Jesse Sam


At a glance

The pulse industry has a people problem. And not just the pulse industry, but the global agriculture sector as a whole. The workforce is ageing and has long struggled to attract young people into the increasingly varied roles it needs to sustain itself. 

With a growing global population to feed, along with commercial and environmental pressures to produce food more efficiently and sustainably, the world needs a more vibrant, highly-educated agricultural workforce.

The ageing problem

Take the UK, for example. In 2016, the average UK worker was around 41 years old. But a government survey of the agriculture sector found that figure to be much higher. The median age of farm managers was 58 years and 40% of farm owners were aged over 65. 

Go to Canada and it’s a similar story. Data from Statistics Canada shows that the average age of Canada’s farm operators is 56 years; the proportion of young operators is just 8.6%, which is even lower than it was five years ago.

And the trend extends beyond high income countries. India, for example, arguably the world’s most important pulse market, is watching its agrarian workforce age, despite being a young country overall.

According to reporting by DownToEarth, in 2016, the average age of an Indian farmer was 50 years (the median age in the country overall is just 28). More than two thirds of farm operators are aged between 41 and 60. And the next generation of graduates from agricultural universities are abandoning the sector, which is a major concern for future productivity. The trend is even more alarming when you consider that agriculture accounts for less than 0.5% of all undergraduate enrollments, despite making up nearly 20% of the country’s GDP.

Young leadership

Faisal Anis Majeed stands out as something of an anomaly against this statistical backdrop. 

He is COO of his family’s pulses business in Pakistan, Bombi’s Group. When he graduated  in 2010, he was determined to continue his family’s proud tradition in the pulses sector. More than a decade later, he serves as the President of the GPC Young Professionals [GPCYP] network, which he co-founded, and he is passionate about bringing more young people into an exciting and challenging industry.

“Every day of the week there are different challenges,” he says. “Sometimes there are problems with the crops; sometimes it’s a problem with shipping; or a problem with buyers, customs, or quality issues. You have to keep on your toes and match the pace of the game.”
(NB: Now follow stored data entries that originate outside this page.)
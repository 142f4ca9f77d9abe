// SPDX-License-Identifier: MIT

//! Dependency graph and leveled execution order
//!
//! The graph maps each job name to the set of names it depends on. It is
//! built incrementally with `put`, which keeps the structure acyclic, and
//! turned into an ordered list of levels with `levels`. Every job in a
//! level only depends on jobs in earlier levels, so a level can be run
//! concurrently.

use indexmap::{IndexMap, IndexSet};
use std::collections::{HashMap, HashSet};

use crate::error::GraphError;

/// Ordered batches of job names; jobs in one level are independent of each other
pub type Levels = Vec<Vec<String>>;

/// Incrementally built adjacency structure over job names.
///
/// Nodes keep their insertion order, which is used to break ties when
/// ordering jobs into levels. Names that are only mentioned as dependencies
/// get a placeholder node with no dependencies of their own.
#[derive(Debug, Clone, Default, PartialEq, Eq)]
pub struct DependencyGraph {
    /// Forward edges: job -> jobs it depends on
    nodes: IndexMap<String, IndexSet<String>>,
    /// Jobs that must occupy a level alone
    sync: IndexSet<String>,
}

impl DependencyGraph {
    pub fn new() -> Self {
        Self::default()
    }

    /// Merge `dependencies` into the dependency set of `name`.
    ///
    /// On error the graph is left unchanged.
    pub fn put<I, S>(&mut self, name: &str, dependencies: I) -> Result<(), GraphError>
    where
        I: IntoIterator<Item = S>,
        S: Into<String>,
    {
        let dependencies: Vec<String> = dependencies.into_iter().map(Into::into).collect();
        validate_dependencies(name, &dependencies)?;

        let mut candidate = self.clone();
        candidate.insert_edges(name, &dependencies);
        if let Some(cycle) = candidate.find_cycle_from(name) {
            return Err(GraphError::CircularDependency(cycle));
        }

        *self = candidate;
        Ok(())
    }

    /// Builder-style `put` for graphs assembled in one expression
    pub fn with<I, S>(mut self, name: &str, dependencies: I) -> Result<Self, GraphError>
    where
        I: IntoIterator<Item = S>,
        S: Into<String>,
    {
        self.put(name, dependencies)?;
        Ok(self)
    }

    /// Flag an existing job as one that must run in a level of its own
    pub fn set_sync(&mut self, name: &str, sync: bool) -> Result<(), GraphError> {
        if !self.nodes.contains_key(name) {
            return Err(GraphError::UnknownJob(name.to_string()));
        }
        if sync {
            self.sync.insert(name.to_string());
        } else {
            self.sync.shift_remove(name);
        }
        Ok(())
    }

    pub fn is_sync(&self, name: &str) -> bool {
        self.sync.contains(name)
    }

    pub fn contains(&self, name: &str) -> bool {
        self.nodes.contains_key(name)
    }

    /// Dependencies of a job
    pub fn dependencies(&self, name: &str) -> Result<&IndexSet<String>, GraphError> {
        self.nodes
            .get(name)
            .ok_or_else(|| GraphError::UnknownJob(name.to_string()))
    }

    /// Job names in insertion order
    pub fn names(&self) -> impl Iterator<Item = &String> {
        self.nodes.keys()
    }

    pub fn len(&self) -> usize {
        self.nodes.len()
    }

    pub fn is_empty(&self) -> bool {
        self.nodes.is_empty()
    }

    /// Compute the leveled execution order.
    ///
    /// Jobs are ordered by dependency depth (ties keep insertion order), then
    /// walked while an open level is kept: a job whose dependency sits in the
    /// open level starts a new one. Finally every sync job sharing a level is
    /// moved into a level of its own just before the rest of its level.
    pub fn levels(&self) -> Levels {
        let depths = self.depths();
        let mut ordered: Vec<(usize, &String)> = self.nodes.keys().enumerate().collect();
        ordered.sort_by_key(|(index, name)| (depths[name.as_str()], *index));

        let mut levels: Levels = Vec::new();
        let mut open: IndexSet<&str> = IndexSet::new();
        for (_, name) in ordered {
            let blocked = self.nodes[name.as_str()]
                .iter()
                .any(|dep| open.contains(dep.as_str()));
            if blocked || levels.is_empty() {
                levels.push(Vec::new());
                open.clear();
            }
            if let Some(level) = levels.last_mut() {
                level.push(name.clone());
            }
            open.insert(name.as_str());
        }

        self.isolate_sync_jobs(levels)
    }

    /// Give every sync job that shares a level a level of its own
    fn isolate_sync_jobs(&self, levels: Levels) -> Levels {
        let mut isolated = Vec::with_capacity(levels.len());
        for level in levels {
            if level.len() <= 1 {
                isolated.push(level);
                continue;
            }
            let (sync, rest): (Vec<String>, Vec<String>) =
                level.into_iter().partition(|name| self.is_sync(name));
            for name in sync {
                isolated.push(vec![name]);
            }
            if !rest.is_empty() {
                isolated.push(rest);
            }
        }
        isolated
    }

    /// Longest dependency chain below each node (roots have depth 0)
    fn depths(&self) -> HashMap<&str, usize> {
        let mut depths: HashMap<&str, usize> = HashMap::with_capacity(self.nodes.len());
        for root in self.nodes.keys() {
            let mut stack: Vec<&str> = vec![root.as_str()];
            while let Some(&name) = stack.last() {
                if depths.contains_key(name) {
                    stack.pop();
                    continue;
                }
                let deps = self.nodes.get(name);
                let pending: Vec<&str> = deps
                    .into_iter()
                    .flatten()
                    .map(String::as_str)
                    .filter(|dep| !depths.contains_key(dep))
                    .collect();
                if pending.is_empty() {
                    let depth = deps
                        .into_iter()
                        .flatten()
                        .filter_map(|dep| depths.get(dep.as_str()))
                        .map(|depth| depth + 1)
                        .max()
                        .unwrap_or(0);
                    depths.insert(name, depth);
                    stack.pop();
                } else {
                    stack.extend(pending);
                }
            }
        }
        depths
    }

    /// Union the edges into the node and repair stale reverse edges
    fn insert_edges(&mut self, name: &str, dependencies: &[String]) {
        self.nodes
            .entry(name.to_string())
            .or_default()
            .extend(dependencies.iter().cloned());

        for dep in dependencies {
            let dep_deps = self.nodes.entry(dep.clone()).or_default();
            // A redefinition can leave an edge pointing back at `name`
            if dep_deps.shift_remove(name) {
                log::warn!("Dropped stale edge {} -> {}", dep, name);
            }
        }
    }

    /// Depth-first search for a path that leads back to `start`
    fn find_cycle_from(&self, start: &str) -> Option<Vec<String>> {
        let mut visited: HashSet<&str> = HashSet::new();
        // Each frame holds a node and the index of its next dependency to follow
        let mut stack: Vec<(&str, usize)> = vec![(start, 0)];
        while let Some((node, next)) = stack.last_mut() {
            let Some(dep) = self.nodes.get(*node).and_then(|deps| deps.get_index(*next)) else {
                stack.pop();
                continue;
            };
            *next += 1;
            if dep == start {
                let mut path: Vec<String> = stack.iter().map(|(name, _)| name.to_string()).collect();
                path.push(dep.clone());
                return Some(path);
            }
            if visited.insert(dep.as_str()) {
                stack.push((dep.as_str(), 0));
            }
        }
        None
    }
}
// SPDX-License-Identifier: MIT

//! Job argument values
//!
//! An argument is either a literal JSON value, a `Variable` bound at run
//! time, or a `Reference` to a field of another job's response. The
//! textual forms are:
//! - `${name}` for a variable
//! - `${job:key}` for a reference (`${job:}` for the whole response)

use once_cell::sync::Lazy;
use regex::Regex;
use serde_json::Value;
use std::fmt;
use std::str::FromStr;

use crate::action::Response;
use crate::error::ParseError;

static VARIABLE_NAME: Lazy<Regex> =
    Lazy::new(|| Regex::new(r"^[A-Za-z_][A-Za-z0-9_]*$").expect("valid variable pattern"));

static VARIABLE_FORM: Lazy<Regex> =
    Lazy::new(|| Regex::new(r"^\$\{(\w+)\}$").expect("valid variable form pattern"));

static REFERENCE_FORM: Lazy<Regex> =
    Lazy::new(|| Regex::new(r"^\$\{(\w+):(\w*)\}$").expect("valid reference form pattern"));

/// Named placeholder for an input supplied when a run starts
#[derive(Debug, Clone, PartialEq, Eq, Hash)]
pub struct Variable {
    name: String,
}

impl Variable {
    pub fn new(name: impl Into<String>) -> Result<Self, ParseError> {
        let name = name.into();
        if !VARIABLE_NAME.is_match(&name) {
            return Err(ParseError::InvalidVariable(name));
        }
        Ok(Self { name })
    }

    /// Parse the `${name}` form
    pub fn parse(text: &str) -> Result<Self, ParseError> {
        let captures = VARIABLE_FORM
            .captures(text)
            .ok_or_else(|| ParseError::InvalidVariable(text.to_string()))?;
        Self::new(&captures[1])
    }

    pub fn name(&self) -> &str {
        &self.name
    }
}

impl fmt::Display for Variable {
    fn fmt(&self, f: &mut fmt::Formatter<'_>) -> fmt::Result {
        write!(f, "${{{}}}", self.name)
    }
}

impl FromStr for Variable {
    type Err = ParseError;

    fn from_str(s: &str) -> Result<Self, Self::Err> {
        Self::parse(s)
    }
}

/// Pointer to a field of a previously produced job response
#[derive(Debug, Clone, PartialEq, Eq, Hash)]
pub struct Reference {
    job: String,
    key: Option<String>,
}

impl Reference {
    /// Reference a single response field
    pub fn new(job: impl Into<String>, key: impl Into<String>) -> Result<Self, ParseError> {
        Self::build(job.into(), Some(key.into()))
    }

    /// Reference the whole response of a job
    pub fn whole(job: impl Into<String>) -> Result<Self, ParseError> {
        Self::build(job.into(), None)
    }

    fn build(job: String, key: Option<String>) -> Result<Self, ParseError> {
        if job.trim().is_empty() {
            return Err(ParseError::EmptyComponent("job"));
        }
        if key.as_deref().is_some_and(|k| k.trim().is_empty()) {
            return Err(ParseError::EmptyComponent("key"));
        }
        Ok(Self { job, key })
    }

    /// Parse the `${job:key}` form; an empty key yields a whole-response reference
    pub fn parse(text: &str) -> Result<Self, ParseError> {
        let captures = REFERENCE_FORM
            .captures(text)
            .ok_or_else(|| ParseError::InvalidReference(text.to_string()))?;
        match &captures[2] {
            "" => Self::whole(&captures[1]),
            key => Self::new(&captures[1], key),
        }
    }

    pub fn job(&self) -> &str {
        &self.job
    }

    pub fn key(&self) -> Option<&str> {
        self.key.as_deref()
    }

    /// Pick the referenced part out of a response value
    pub(crate) fn extract(&self, response: &Response) -> Option<Value> {
        match &self.key {
            Some(key) => response.get(key).cloned(),
            None => Some(response.to_value()),
        }
    }
}

impl fmt::Display for Reference {
    fn fmt(&self, f: &mut fmt::Formatter<'_>) -> fmt::Result {
        write!(f, "${{{}:{}}}", self.job, self.key.as_deref().unwrap_or(""))
    }
}

impl FromStr for Reference {
    type Err = ParseError;

    fn from_str(s: &str) -> Result<Self, Self::Err> {
        Self::parse(s)
    }
}

/// A job argument
#[derive(Debug, Clone, PartialEq)]
pub enum Argument {
    /// Passed through unchanged
    Literal(Value),
    /// Resolved from the run's bound inputs
    Variable(Variable),
    /// Resolved from another job's stored response
    Reference(Reference),
}

impl Argument {
    pub fn literal(value: impl Into<Value>) -> Self {
        Argument::Literal(value.into())
    }

    /// Interpret text that may use the `${...}` forms.
    ///
    /// Text not starting with `${` is a literal string.
    pub fn from_text(text: &str) -> Result<Self, ParseError> {
        if !text.starts_with("${") {
            return Ok(Argument::Literal(Value::String(text.to_string())));
        }
        if text.contains(':') {
            Reference::parse(text).map(Argument::Reference)
        } else {
            Variable::parse(text).map(Argument::Variable)
        }
    }

    pub fn as_reference(&self) -> Option<&Reference> {
        match self {
            Argument::Reference(r) => Some(r),
            _ => None,
        }
    }
}

impl From<Variable> for Argument {
    fn from(variable: Variable) -> Self {
        Argument::Variable(variable)
    }
}

impl From<Reference> for Argument {
    fn from(reference: Reference) -> Self {
        Argument::Reference(reference)
    }
}

impl From<Value> for Argument {
    fn from(value: Value) -> Self {
        Argument::Literal(value)
    }
}

/// A run condition; the job runs only when every condition resolves to `true`
#[derive(Debug, Clone, PartialEq, Eq, Hash)]
pub enum Condition {
    Variable(Variable),
    Reference(Reference),
}

impl Condition {
    pub fn as_reference(&self) -> Option<&Reference> {
        match self {
            Condition::Reference(r) => Some(r),
            Condition::Variable(_) => None,
        }
    }
}

impl fmt::Display for Condition {
    fn fmt(&self, f: &mut fmt::Formatter<'_>) -> fmt::Result {
        match self {
            Condition::Variable(v) => v.fmt(f),
            Condition::Reference(r) => r.fmt(f),
        }
    }
}

impl From<Variable> for Condition {
    fn from(variable: Variable) -> Self {
        Condition::Variable(variable)
    }
}

impl From<Reference> for Condition {
    fn from(reference: Reference) -> Self {
        Condition::Reference(reference)
    }
}

impl FromStr for Condition {
    type Err = ParseError;

    fn from_str(s: &str) -> Result<Self, Self::Err> {
        if s.contains(':') {
            Reference::parse(s).map(Condition::Reference)
        } else {
            Variable::parse(s).map(Condition::Variable)
        }
    }
}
Tala Mobayen feels the same. She is currently the Export Manager for Victoria Pulse Trading Corporation in Canada and another young leader in the pulses sector. “I've been working in the pulse industry for 10 years. And what I enjoy about it mostly is it's very dynamic. It's global. Any global challenges — whether it’s economic, social, or political — can affect us. So it's a very dynamic industry with a lot of challenges.”

A unique opportunity

Majeed and Mobayen are hoping to promote this progresive view of the pulse industry through the GPC Young Professionals Internship Program

Launching its initial cohort in September 2022, the program is a unique learning experience that will provide participants with end-to-end exposure to the pulse value chain: from visiting farms to food and logistics centres, as well as learning about trading.
This year’s program will run in Canada, with interns travelling across Vancouver, Saskatoon, Winnipeg and Toronto. It has heavyweight industry backing, in the form of Canadian Special Crops Association, Pulse Canada and the Canadian Grain Commission, making this a meaningful opportunity to develop industry contacts.

Majeed stresses what a valuable opportunity this is, even for existing pulse professionals with limited industry experience. “Even if you have started your career in the pulses industry and you've just graduated, it is an ideal programme for you because Canada is the largest origin of pulses. They are the largest growers and producers of pulses plus a lot of other commodities like oil seeds and  wheat and other stuff which is going across the globe.”

This is not just an opportunity to learn about pulses, but also a chance to get to grips with the dynamics of the global agriculture industry. “The dynamics and supply chain remains the same for all commodities. If you understand the logistics, farming, origination, the planting and harvesting, and the whole supply chain behind pulses, it’s basically 80% of the industry you’ll understand,” says Majeed.

Mobayen also points out that this program is a window to the future of food as a whole, not just pulses. “It’s a chance to learn about the latest innovations in the industry. Pulses will be a major source of protein in the future; they have to play an important role in feeding the planet sustainably, and this will be a great opportunity to understand that dynamic from end to end.” 

A quiet crisis

The most serious problems — from climate change to ageing populations — tend not to demand a lot of attention on a day-to-day basis. 

Headlines about young people not going into farming or slowing productivity in the agriculture sector don’t write themselves. But these are serious issues with global ramifications. 

You can’t create a workforce overnight. It requires concerted, thoughtful long-term planning, with engagement from government, industry, and educators. Mobayen is not overstating the case when she says the Young Professional’s internship program is about the future of food.

Opportunities like this can help raise the profile of pulses and attract talented young people into an important and rewarding career.